Five people were killed when a missile struck the southern Lebanese town of Nabatiyeh, police and hospital officials said. The target was a commercial office of a firm belonging to Hezbollah, but those killed were residents.

In the village of Srifa, near Tyre in southern Lebanon, the airstrikes flattened 15 houses. The village's leader, Hussein Kamaledine, said 25 to 30 people lived in the houses, but it was not known if they were at home at the time.

"This is a real massacre," Kamaledine told Hezbollah's Al-Manar TV as fire engines extinguished the blaze and rescue workers searched for survivors.

In the southern Lebanese village of Ghaziyeh, one person was killed and two were wounded when a missile struck a nearby building that housed a Hezbollah-affiliated social institution.

In the eastern Bekaa Valley, four people were killed and three were wounded in an air raid on the village of Loussi, police said.

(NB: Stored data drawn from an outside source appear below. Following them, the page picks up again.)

//! Throttled move-cost and attack-cost previews for the hovered tile.
//!
//! Both previews are sentinel-coded integers. The presentation layer switches
//! on the exact values, so they are kept as plain `i32` newtypes rather than
//! folded into an error type.

use battle_core::{Hand, MovementMode, Simulation, TilePos, UnitView, WeaponStatus};
use tracing::{debug, error};

use crate::config::PreviewConfig;
use crate::error::PreviewError;
use crate::mode::InteractionMode;

/// Time units left after moving to the hovered tile, or a sentinel.
#[derive(Clone, Copy, Debug, PartialEq, Eq, Hash)]
pub struct PathCost(i32);

impl PathCost {
    pub const UNCOMPUTED: Self = Self(-1);
    /// Not reachable within the unit's remaining time units.
    pub const TOO_FAR: Self = Self(-2);
    /// Impassable for the unit, or occupied by a known unit.
    pub const BLOCKED: Self = Self(-3);

    pub const fn remaining(time_units: i32) -> Self {
        Self(time_units)
    }

    #[inline]
    pub const fn value(self) -> i32 {
        self.0
    }

    pub const fn is_computed(self) -> bool {
        self.0 != Self::UNCOMPUTED.0
    }

    /// Time units left on arrival, when reachable.
    pub const fn time_units_left(self) -> Option<i32> {
        if self.0 >= 0 { Some(self.0) } else { None }
    }
}

/// Time-unit cost of attacking the hovered tile, or a sentinel.
#[derive(Clone, Copy, Debug, PartialEq, Eq, Hash)]
pub struct AttackCost(i32);

impl AttackCost {
    pub const UNCOMPUTED: Self = Self(-1);
    /// No line of fire, or target out of range.
    pub const NO_LINE_OF_FIRE: Self = Self(-2);
    /// Only an arcing launcher could reach, and it cannot from here.
    pub const NEEDS_LAUNCHER: Self = Self(-3);
    pub const NO_WEAPON: Self = Self(-4);

    pub const fn cost(time_units: i32) -> Self {
        Self(time_units)
    }

    #[inline]
    pub const fn value(self) -> i32 {
        self.0
    }

    pub const fn is_computed(self) -> bool {
        self.0 != Self::UNCOMPUTED.0
    }
}

/// Path preview result: sentinel-coded cost plus the tiles to draw.
#[derive(Clone, Debug, PartialEq)]
pub struct PathPreview {
    pub cost: PathCost,
    pub steps: Vec<TilePos>,
}

impl PathPreview {
    fn sentinel(cost: PathCost) -> Self {
        Self {
            cost,
            steps: Vec::new(),
        }
    }
}

/// Movement cost multiplier, doubled to stay integral.
fn cost_multiplier_x2(unit: &UnitView) -> i32 {
    match unit.movement_mode {
        MovementMode::Prone => 3,
        MovementMode::Running if unit.can_run => 1,
        _ => 2,
    }
}

/// Computes the move preview for `unit` towards `target`.
///
/// Returns `Ok(None)` when the unit cannot move at all.
pub fn compute_path_preview<S>(
    sim: &S,
    unit: &UnitView,
    target: TilePos,
) -> Result<Option<PathPreview>, PreviewError>
where
    S: Simulation + ?Sized,
{
    if !unit.can_move {
        return Ok(None);
    }
    let player = sim.current_player();

    // Walk down the column until the unit could stand or fly there.
    let mut tile = target;
    loop {
        let known_occupant = sim.units_occupying(tile).into_iter().next().filter(|id| {
            sim.unit(*id)
                .is_some_and(|u| u.owner == player || sim.is_visible_to(player, *id))
        });
        if known_occupant.is_some() || !sim.is_passable(tile, unit.large, unit.max_height) {
            return Ok(Some(PathPreview::sentinel(PathCost::BLOCKED)));
        }
        if unit.can_fly || sim.can_stand(tile, unit.large) {
            break;
        }
        if tile.z == 0 {
            return Err(PreviewError::NoGround(tile));
        }
        tile = tile.below();
    }

    let multiplier = cost_multiplier_x2(unit);
    let max_cost = (unit.time_units * 2) as f32 / multiplier as f32;
    let path = sim.find_path(unit.id, unit.goal, tile, max_cost);
    if path.steps.is_empty() {
        return Err(PreviewError::EmptyPath {
            unit: unit.id,
            target: tile,
        });
    }

    let reached = path.reaches(tile);
    let mut steps = path.steps;
    let cost = if !reached {
        PathCost::TOO_FAR
    } else {
        let spent = (path.cost * multiplier as f32 / 2.0).round() as i32;
        let left = unit.time_units - spent;
        if left < 0 {
            steps.pop();
            PathCost::TOO_FAR
        } else {
            PathCost::remaining(left)
        }
    };
    if steps.first() == Some(&unit.tile) {
        steps.remove(0);
    }

    Ok(Some(PathPreview { cost, steps }))
}

/// Computes the attack cost preview for the fire mode `mode`.
pub fn compute_attack_cost<S>(
    sim: &S,
    unit: &UnitView,
    mode: InteractionMode,
    target: TilePos,
) -> AttackCost
where
    S: Simulation + ?Sized,
{
    let hand = match mode.weapon_status() {
        WeaponStatus::FiringLeftHand => Hand::Left,
        WeaponStatus::FiringRightHand => Hand::Right,
        WeaponStatus::FiringBothHands => {
            let right_ready = sim
                .hand_item(unit.id, Hand::Right)
                .is_some_and(|item| item.can_fire);
            Hand::from_right(right_ready)
        }
        WeaponStatus::NotFiring => return AttackCost::UNCOMPUTED,
    };

    match sim.hand_item(unit.id, hand) {
        None => AttackCost::NO_WEAPON,
        Some(weapon) if !sim.can_fire_at(unit.id, hand, target) => {
            if weapon.launcher {
                AttackCost::NEEDS_LAUNCHER
            } else {
                AttackCost::NO_LINE_OF_FIRE
            }
        }
        Some(_) => AttackCost::cost(sim.attack_cost(unit.id, hand, target)),
    }
}

/// Idle-tick counter gating an expensive recomputation.
#[derive(Clone, Copy, Debug)]
struct Throttle {
    elapsed: u32,
    threshold: u32,
}

impl Throttle {
    const fn new(threshold: u32) -> Self {
        Self {
            elapsed: 0,
            threshold,
        }
    }

    fn reset(&mut self) {
        self.elapsed = 0;
    }

    /// Counts one idle tick; true once the threshold is exceeded.
    fn advance(&mut self) -> bool {
        self.elapsed = self.elapsed.saturating_add(1);
        self.elapsed > self.threshold
    }
}

/// Cached previews for the hovered tile and the front unit.
#[derive(Clone, Debug)]
pub struct PreviewCache {
    path: PathCost,
    path_steps: Vec<TilePos>,
    attack: AttackCost,
    path_throttle: Throttle,
    attack_throttle: Throttle,
}

impl PreviewCache {
    pub fn new(config: &PreviewConfig) -> Self {
        Self {
            path: PathCost::UNCOMPUTED,
            path_steps: Vec::new(),
            attack: AttackCost::UNCOMPUTED,
            path_throttle: Throttle::new(config.path_delay),
            attack_throttle: Throttle::new(config.attack_delay),
        }
    }

    pub fn path_cost(&self) -> PathCost {
        self.path
    }

    pub fn path_steps(&self) -> &[TilePos] {
        &self.path_steps
    }

    pub fn attack_cost(&self) -> AttackCost {
        self.attack
    }

    pub fn reset_path(&mut self) {
        self.path = PathCost::UNCOMPUTED;
        self.path_steps.clear();
        self.path_throttle.reset();
    }

    pub fn reset_attack(&mut self) {
        self.attack = AttackCost::UNCOMPUTED;
        self.attack_throttle.reset();
    }

    pub fn reset(&mut self) {
        self.reset_path();
        self.reset_attack();
    }

    /// Advances both throttles by one tick and recomputes what is due.
    pub fn tick<S>(
        &mut self,
        sim: &S,
        front: Option<&UnitView>,
        target: TilePos,
        mode: InteractionMode,
    ) where
        S: Simulation + ?Sized,
    {
        if !self.path.is_computed() && self.path_throttle.advance() {
            self.refresh_path(sim, front, target);
        }
        if !self.attack.is_computed() && mode.is_fire() && self.attack_throttle.advance() {
            match front {
                Some(unit) => {
                    self.attack = compute_attack_cost(sim, unit, mode, target);
                    debug!(target: "preview", unit = %unit.id, %target, cost = self.attack.value(), "attack cost computed");
                }
                None => {
                    error!(target: "preview", "attack cost requested with no unit selected");
                    self.attack_throttle.reset();
                }
            }
        }
    }

    fn refresh_path<S>(&mut self, sim: &S, front: Option<&UnitView>, target: TilePos)
    where
        S: Simulation + ?Sized,
    {
        let Some(unit) = front else {
            error!(target: "preview", "path preview requested with no unit selected");
            self.path_throttle.reset();
            return;
        };
        match compute_path_preview(sim, unit, target) {
            Ok(Some(preview)) => {
                debug!(target: "preview", unit = %unit.id, %target, cost = preview.cost.value(), "path preview computed");
                self.path = preview.cost;
                self.path_steps = preview.steps;
            }
            Ok(None) => self.path_throttle.reset(),
            Err(err) => {
                error!(target: "preview", %err, "path preview failed");
                self.path_throttle.reset();
            }
        }
    }
}

#[cfg(test)]
mod tests {
    use super::*;
    use battle_core::mock::MockBattle;
    use battle_core::{ItemKind, ItemView, UnitId, UnitOracle};

    fn battle_with_soldier() -> (MockBattle, UnitId) {
        let mut battle = MockBattle::turn_based();
        let unit = battle.spawn(1, MockBattle::PLAYER, TilePos::ORIGIN);
        (battle, unit)
    }

    fn rifle() -> ItemView {
        ItemView {
            kind: ItemKind::Weapon,
            can_fire: true,
            ..ItemView::default()
        }
    }

    fn preview(battle: &MockBattle, unit: UnitId, target: TilePos) -> PathPreview {
        let view = battle.unit(unit).unwrap();
        compute_path_preview(battle, &view, target).unwrap().unwrap()
    }

    #[test]
    fn reachable_tile_reports_remaining_time_units() {
        let (battle, unit) = battle_with_soldier();
        let result = preview(&battle, unit, TilePos::new(3, 0, 0));
        assert_eq!(result.cost, PathCost::remaining(40 - 12));
        assert_eq!(result.steps.len(), 3, "start tile is dropped");
    }

    #[test]
    fn exhausting_the_budget_exactly_leaves_zero() {
        let (battle, unit) = battle_with_soldier();
        let result = preview(&battle, unit, TilePos::new(10, 0, 0));
        assert_eq!(result.cost.time_units_left(), Some(0));
    }

    #[test]
    fn distant_tile_is_too_far_never_negative() {
        let (battle, unit) = battle_with_soldier();
        let result = preview(&battle, unit, TilePos::new(15, 0, 0));
        assert_eq!(result.cost, PathCost::TOO_FAR);
        assert_eq!(result.cost.time_units_left(), None);
    }

    #[test]
    fn running_halves_and_prone_raises_cost() {
        let (mut battle, unit) = battle_with_soldier();
        battle.unit_mut(unit).unwrap().movement_mode = MovementMode::Running;
        assert_eq!(
            preview(&battle, unit, TilePos::new(15, 0, 0)).cost,
            PathCost::remaining(40 - 30)
        );

        battle.unit_mut(unit).unwrap().movement_mode = MovementMode::Prone;
        assert_eq!(
            preview(&battle, unit, TilePos::new(4, 0, 0)).cost,
            PathCost::remaining(40 - 24)
        );
    }

    #[test]
    fn hovering_in_the_air_drops_to_the_ground() {
        let (battle, unit) = battle_with_soldier();
        let result = preview(&battle, unit, TilePos::new(2, 0, 3));
        assert_eq!(result.steps.last(), Some(&TilePos::new(2, 0, 0)));
    }

    #[test]
    fn column_without_ground_is_an_error() {
        let (mut battle, unit) = battle_with_soldier();
        battle.holes.insert(TilePos::new(4, 4, 0));
        let view = battle.unit(unit).unwrap();
        let err = compute_path_preview(&battle, &view, TilePos::new(4, 4, 2)).unwrap_err();
        assert_eq!(err, PreviewError::NoGround(TilePos::new(4, 4, 0)));
    }

    #[test]
    fn walls_and_known_units_block() {
        let (mut battle, unit) = battle_with_soldier();
        battle.walls.insert(TilePos::new(1, 1, 0));
        assert_eq!(preview(&battle, unit, TilePos::new(1, 1, 0)).cost, PathCost::BLOCKED);

        let alien = battle.spawn(9, MockBattle::ALIENS, TilePos::new(2, 2, 0));
        assert_ne!(
            preview(&battle, unit, TilePos::new(2, 2, 0)).cost,
            PathCost::BLOCKED,
            "unseen alien does not block the preview"
        );
        battle.visible.insert((MockBattle::PLAYER, alien));
        assert_eq!(preview(&battle, unit, TilePos::new(2, 2, 0)).cost, PathCost::BLOCKED);
    }

    #[test]
    fn immobile_unit_yields_nothing() {
        let (mut battle, unit) = battle_with_soldier();
        battle.unit_mut(unit).unwrap().can_move = false;
        let view = battle.unit(unit).unwrap();
        assert_eq!(compute_path_preview(&battle, &view, TilePos::new(1, 0, 0)), Ok(None));
    }

    #[test]
    fn attack_cost_sentinels() {
        let (mut battle, unit) = battle_with_soldier();
        let target = TilePos::new(5, 5, 0);
        let view = battle.unit(unit).unwrap();

        assert_eq!(
            compute_attack_cost(&battle, &view, InteractionMode::FireLeft, target),
            AttackCost::NO_WEAPON
        );

        battle.give(unit, Hand::Left, rifle());
        battle.out_of_reach.insert(target);
        assert_eq!(
            compute_attack_cost(&battle, &view, InteractionMode::FireLeft, target),
            AttackCost::NO_LINE_OF_FIRE
        );

        battle.give(unit, Hand::Left, ItemView { launcher: true, ..rifle() });
        assert_eq!(
            compute_attack_cost(&battle, &view, InteractionMode::FireLeft, target),
            AttackCost::NEEDS_LAUNCHER
        );

        battle.out_of_reach.clear();
        battle.attack_costs.insert((unit, Hand::Left), 18);
        assert_eq!(
            compute_attack_cost(&battle, &view, InteractionMode::FireLeft, target),
            AttackCost::cost(18)
        );
    }

    #[test]
    fn both_hands_prefer_a_ready_right_weapon() {
        let (mut battle, unit) = battle_with_soldier();
        let target = TilePos::new(5, 5, 0);
        battle.give(unit, Hand::Left, rifle());
        battle.attack_costs.insert((unit, Hand::Left), 10);
        battle.attack_costs.insert((unit, Hand::Right), 20);
        let view = battle.unit(unit).unwrap();

        assert_eq!(
            compute_attack_cost(&battle, &view, InteractionMode::FireAny, target),
            AttackCost::cost(10),
            "falls back to the left hand"
        );

        battle.give(unit, Hand::Right, rifle());
        assert_eq!(
            compute_attack_cost(&battle, &view, InteractionMode::FireAny, target),
            AttackCost::cost(20)
        );
    }

    #[test]
    fn cache_waits_for_the_idle_threshold() {
        let (battle, unit) = battle_with_soldier();
        let config = PreviewConfig {
            path_delay: 3,
            attack_delay: 1,
        };
        let mut cache = PreviewCache::new(&config);
        let view = battle.unit(unit).unwrap();
        let target = TilePos::new(2, 0, 0);

        for _ in 0..3 {
            cache.tick(&battle, Some(&view), target, InteractionMode::Normal);
            assert_eq!(cache.path_cost(), PathCost::UNCOMPUTED);
        }
        cache.tick(&battle, Some(&view), target, InteractionMode::Normal);
        assert_eq!(cache.path_cost(), PathCost::remaining(32));
        assert_eq!(cache.attack_cost(), AttackCost::UNCOMPUTED, "not a fire mode");

        cache.reset_path();
        assert!(cache.path_steps().is_empty());
        assert_eq!(cache.path_cost(), PathCost::UNCOMPUTED);
    }
}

Hundreds of Americans, meanwhile, boarded a luxury ship at Beirut's port that was to carry them from the country, with many complaining about the slow pace of the U.S. evacuation effort.

Europeans and Lebanese with foreign passports already have fled in large numbers. Some 500,000 Lebanese have left their homes to escape the violence, the United Nations estimated.

President Jacques Chirac of France said Wednesday his country would send an aircraft to Cyprus with humanitarian aid for Lebanon and urged the creation of "humanitarian corridors" to help civilian evacuations. $@

9 Palestinians killed in Gaza

Israeli troops killed nine Palestinians in clashes in the Gaza Strip and occupied West Bank on Wednesday, including four gunmen and two civilians as tanks pushed into a central Gaza refugee camp, Reuters reported.

Three militants from the governing Hamas group were killed, along with one gunman from President Mahmoud Abbas's Fatah faction, medics and Palestinian security sources said.

In the West Bank, troops backed by armored vehicles surrounded a Palestinian security compound in the city of Nablus and killed three gunmen of the Fatah faction, medics said.

Troops detained Palestinian security men at the scene, an Israeli military source said. Israeli bulldozers then tore down a building in Nablus used by the Hamas-led Interior Ministry as well as offices used by a security service that falls under Hamas's jurisdiction.

About 100 Palestinians, over half of them militants, have been killed in the Israeli offensive.

Israel holds Hamas responsible for the capture of Gilad Shalit, 19, by three militant groups. Israel has rejected a demand to swap more than 1,000 Palestinian prisoners for the tank gunner.